Today, data is created, transformed, and consumed continuously across cloud platforms. AI models are trained on that data in near real time. Decisions happen in milliseconds. And yet, in many organizations, governance is still anchored in manual controls and retrospective checks. There’s an uncomfortable truth emerging: human-in-the-loop governance cannot scale to cloud speed. The question is no longer whether governance is important. It’s whether governance can keep up and this is where the industry has been quietly converging on a new answer.


The Missing Link: Why CDMC Exists

The EDM Council didn’t create the Cloud Data Management Capabilities (CDMC) framework to replace existing governance thinking. It created it because something was missing. Frameworks like DAMA-DMBOK remain foundational they define what good governance looks like across domains such as data quality, metadata, and security. But they were never designed for an environment where:

  • Data is distributed across cloud services
  • Access decisions are made dynamically via APIs
  • Policies must be enforced continuously not reviewed quarterly

CDMC fills that gap. It translates governance intent into 14 concrete, measurable controls, designed specifically for cloud environments, with a clear emphasis on automation and continuous enforcement

In other words, it moves governance from principle to execution.

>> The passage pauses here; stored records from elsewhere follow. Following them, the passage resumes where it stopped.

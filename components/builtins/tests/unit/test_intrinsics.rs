//! Unit tests for the error intrinsics graph

use builtins::{Agent, ErrorKind, ErrorPrototype, Value};

#[test]
fn test_instance_chain_reaches_object_prototype() {
    let mut agent = Agent::new().unwrap();
    let ctor = agent.error_constructor(ErrorKind::TypeError);
    let o = ctor.construct(&mut agent, &[]).unwrap();

    let intrinsics = agent.realm().intrinsics();
    let type_error_proto = o.prototype().unwrap();
    let error_proto = type_error_proto.prototype().unwrap();
    let object_proto = error_proto.prototype().unwrap();

    assert!(type_error_proto.ptr_eq(&intrinsics.error_prototype(ErrorKind::TypeError)));
    assert!(error_proto.ptr_eq(&intrinsics.error_prototype(ErrorKind::Error)));
    assert!(object_proto.ptr_eq(intrinsics.object_prototype()));
    assert!(object_proto.prototype().is_none());
}

#[test]
fn test_constructor_is_reachable_from_instances() {
    let mut agent = Agent::new().unwrap();
    for kind in ErrorKind::ALL {
        let ctor = agent.error_constructor(kind);
        let o = ctor.construct(&mut agent, &[]).unwrap();
        assert_eq!(o.get("constructor"), Value::Object(ctor.function_object().clone()));
    }
}

#[test]
fn test_to_string_of_each_kind() {
    let mut agent = Agent::new().unwrap();
    for kind in ErrorKind::ALL {
        let ctor = agent.error_constructor(kind);
        let o = ctor.construct(&mut agent, &[Value::string("m")]).unwrap();
        let s = ErrorPrototype::to_string(&mut agent, &Value::Object(o)).unwrap();
        assert_eq!(s, Value::string(format!("{}: m", kind.name())));
    }
}

#[test]
fn test_constructor_functions_are_functions() {
    let agent = Agent::new().unwrap();
    for kind in ErrorKind::ALL {
        let f = agent.error_constructor(kind).function_object().clone();
        assert_eq!(Value::Object(f).type_of(), "function");
    }
}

From Policy to Enforcement: What Automation Really Means

The power of CDMC is not just that it defines controls, it defines controls that can be automated, monitored, and evidenced. This is a fundamental shift. Traditional governance asks: Do we have a policy? CDMC asks Is this control being executed automatically, right now, and can we prove it? Across its 14 controls spanning governance, classification, privacy, lifecycle, and architecture, CDMC embeds governance directly into the data pipeline itself. 

The impact of that shift becomes most visible when you look at a few critical controls.

Control #1: Governance Accountability in an AI World

One of the simplest, yet most powerful, requirements is this: every sensitive data asset must have a defined owner. This is not new in principle. DAMA has long emphasised stewardship and accountability but CDMC enforces it through automation ensuring that ownership fields are populated in data catalogs, monitored, and escalated when missing. In an AI-driven context, this becomes critical. If a model produces biased or incorrect outputs, the question is no longer abstract. It becomes operational:

Who owns the data that trained this model?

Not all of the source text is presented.